Advanced age alone could mean “chronic changes within the hoof capsule have surreptitiously developed without overt signs,” said Nathalie Fouché, DVM, clinician at the Swiss Institute of Equine Medicine (ISME) at the Vetsuisse Faculty of the University of Bern in Switzerland.

In their study, horses over 25 years old were at least three times more likely to have coffin bone rotation visible on radiographs than horses that were 15 to 25 years of age. While further studies including follow-up examinations in larger cohorts of senior horses are needed, Fouché said, these results might indicate that owners of senior horses are more likely to catch early signs of laminitis if they’re getting their horses’ feet X rayed regularly.

“Given the potential severe consequences of progressive laminitis, radiographic examinations might become part of a monitoring program in aged horses in order to implement corrective farriery early in the process and, therefore, increase animal welfare,” Fouché said.

The Study

Fouché and her fellow researchers studied 51 healthy, sound, retired horses aged 15 to 32 and living at the same equine retirement center in Switzerland. They took blood samples to measure adrenocorticotropic hormone levels (ACTH, an indicator of PPID), assigned the horses cresty neck scores, evaluated body condition, and measured coffin bone angles based on radiographs they took of the front feet.

None of the horses showed clinical signs of either acute laminitis or PPID, she said. However, almost half the horses had measurable signs of coffin bone rotation in their radiographs. Horses 25 years and older were more likely to show radiographic signs of chronic laminitis than horses between 15 and 25 years of age.

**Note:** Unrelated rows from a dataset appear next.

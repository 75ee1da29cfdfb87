// ==========================================
// SCM 推荐系统 - 模板报告生成
// ==========================================
// 职责: 不依赖外部服务，按简报确定性地生成文本报告
// ==========================================

use crate::domain::brief::{RankedBrief, RankedSku};
use crate::domain::types::PriorityLevel;
use crate::report::generator::{ReportError, ReportGenerator};
use async_trait::async_trait;
use std::fmt::Write;

/// 明细段落最多列出的 SKU 数
pub const DEFAULT_DETAIL_ROWS: usize = 20;

/// 补货提前期风险阈值（天）
const LONG_LEAD_TIME_DAYS: f64 = 30.0;

#[derive(Debug, Clone)]
pub struct TemplateReportGenerator {
    detail_rows: usize,
}

impl Default for TemplateReportGenerator {
    fn default() -> Self {
        Self {
            detail_rows: DEFAULT_DETAIL_ROWS,
        }
    }
}

impl TemplateReportGenerator {
    pub fn new() -> Self {
        Self::default()
    }

    pub fn with_detail_rows(detail_rows: usize) -> Self {
        Self { detail_rows }
    }

    /// 渲染完整报告
    pub fn render(&self, brief: &RankedBrief) -> String {
        let mut out = String::new();
        let summary = &brief.summary;

        let _ = writeln!(out, "SKU 库存优先级推荐报告");
        let _ = writeln!(out, "运行编号: {}", brief.run_id);
        let _ = writeln!(
            out,
            "生成时间: {}",
            brief.generated_at.format("%Y-%m-%d %H:%M:%S UTC")
        );
        let _ = writeln!(out);

        // ===== 一、概览 =====
        let _ = writeln!(out, "一、概览");
        let _ = writeln!(
            out,
            "共读取 {} 个 SKU，评分成功 {} 个，跳过 {} 个，简报收录 {} 个。",
            summary.fetched, summary.scored, summary.skipped, summary.included
        );
        let histogram = PriorityLevel::all_desc()
            .iter()
            .map(|level| format!("{} {}", level, summary.count_of(*level)))
            .collect::<Vec<_>>()
            .join(" / ");
        let _ = writeln!(out, "等级分布: {}", histogram);
        let _ = writeln!(out);

        // ===== 二、重点 SKU =====
        let _ = writeln!(out, "二、重点 SKU");
        if brief.entries.is_empty() {
            let _ = writeln!(out, "（无）");
        }
        for entry in brief.entries.iter().take(self.detail_rows) {
            let _ = writeln!(
                out,
                "{}. {} ({}) 得分 {:.2} [{}]",
                entry.rank, entry.sku, entry.product_type, entry.priority.score, entry.priority.level
            );
            let _ = writeln!(
                out,
                "   周转率 {:.2}，再订货点 {:.2}，安全库存 {:.2}，当前库存 {}，单位收入 {:.2}，主要因素 {}。建议: {}",
                entry.metrics.turnover_ratio,
                entry.metrics.reorder_point,
                entry.metrics.safety_stock,
                entry.stock_level,
                entry.metrics.revenue_per_unit,
                entry.priority.breakdown.primary_factor(),
                action_for(entry)
            );
        }
        if brief.entries.len() > self.detail_rows {
            let _ = writeln!(out, "……其余 {} 个 SKU 略。", brief.entries.len() - self.detail_rows);
        }
        let _ = writeln!(out);

        // ===== 三、跳过的 SKU =====
        let _ = writeln!(out, "三、跳过的 SKU");
        if brief.skipped.is_empty() {
            let _ = writeln!(out, "（无）");
        }
        for skipped in &brief.skipped {
            let _ = writeln!(out, "- {}: {} ({})", skipped.sku, skipped.kind, skipped.message);
        }
        let _ = writeln!(out);

        // ===== 四、建议 =====
        let _ = writeln!(out, "四、建议");
        for (i, sentence) in recommendation_sentences(brief)
            .into_iter()
            .take(brief.narrative_sentences.max(1) as usize)
            .enumerate()
        {
            let _ = writeln!(out, "{}. {}", i + 1, sentence);
        }

        out
    }
}

#[async_trait]
impl ReportGenerator for TemplateReportGenerator {
    async fn generate(&self, brief: &RankedBrief) -> Result<String, ReportError> {
        Ok(self.render(brief))
    }

    fn name(&self) -> &str {
        "template"
    }
}

/// 单个 SKU 的处理建议
fn action_for(entry: &RankedSku) -> String {
    let base = match entry.priority.level {
        PriorityLevel::Critical => "立即补货",
        PriorityLevel::High => "本周内安排补货",
        PriorityLevel::Medium => "纳入常规补货计划",
        PriorityLevel::Low => "维持现状",
    };

    if (entry.stock_level as f64) < entry.metrics.reorder_point {
        format!("{}（库存已低于再订货点）", base)
    } else {
        base.to_string()
    }
}

fn join_skus<'a>(entries: impl Iterator<Item = &'a RankedSku>, max: usize) -> String {
    entries.take(max).map(|e| e.sku.as_str()).collect::<Vec<_>>().join("、")
}

/// 按重要程度排列的建议句
fn recommendation_sentences(brief: &RankedBrief) -> Vec<String> {
    let mut sentences = Vec::new();

    let critical = brief.entries_at(PriorityLevel::Critical).count();
    if critical > 0 {
        sentences.push(format!(
            "有 {} 个 SKU 处于 CRITICAL 等级，应立即补货，优先处理 {}。",
            critical,
            join_skus(brief.entries_at(PriorityLevel::Critical), 5)
        ));
    }

    let high = brief.entries_at(PriorityLevel::High).count();
    if high > 0 {
        sentences.push(format!(
            "{} 个 SKU 处于 HIGH 等级，建议本周内完成补货排程。",
            high
        ));
    }

    let below_reorder: Vec<&RankedSku> = brief
        .entries
        .iter()
        .filter(|e| (e.stock_level as f64) < e.metrics.reorder_point)
        .collect();
    if !below_reorder.is_empty() {
        sentences.push(format!(
            "{} 个 SKU 当前库存低于再订货点，需要检查在途订单，包括 {}。",
            below_reorder.len(),
            join_skus(below_reorder.iter().copied(), 5)
        ));
    }

    let long_lead = brief
        .entries
        .iter()
        .filter(|e| e.lead_time_days >= LONG_LEAD_TIME_DAYS)
        .count();
    if long_lead > 0 {
        sentences.push(format!(
            "{} 个 SKU 补货提前期不少于 {} 天，建议与供应商协商缩短交期或提高安全库存。",
            long_lead, LONG_LEAD_TIME_DAYS as i64
        ));
    }

    if !brief.skipped.is_empty() {
        sentences.push(format!(
            "{} 个 SKU 因数据问题被跳过，需核查源数据中的库存、销量与提前期字段。",
            brief.skipped.len()
        ));
    }

    if sentences.is_empty() {
        sentences.push("库存整体健康，维持当前补货节奏即可。".to_string());
    }

    sentences
}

Horses with higher body condition scores (BCS) or cresty neck scores (CNS) and horses with ACTH concentrations above the seasonally adjusted reference range were not more likely to have chronic laminitis than horses with low BCS and CNS and normal ACTH concentrations, she said.

“Our results show that horses can have chronic laminitis in the absence of clinical signs of PPID and increased ACTH concentrations,” Fouché said. “Thus, we still lack a good laboratory biomarker for the development of subclinical laminitis in aged horses,” adding that insulin might be the answer, but more research is needed in subclinical cases.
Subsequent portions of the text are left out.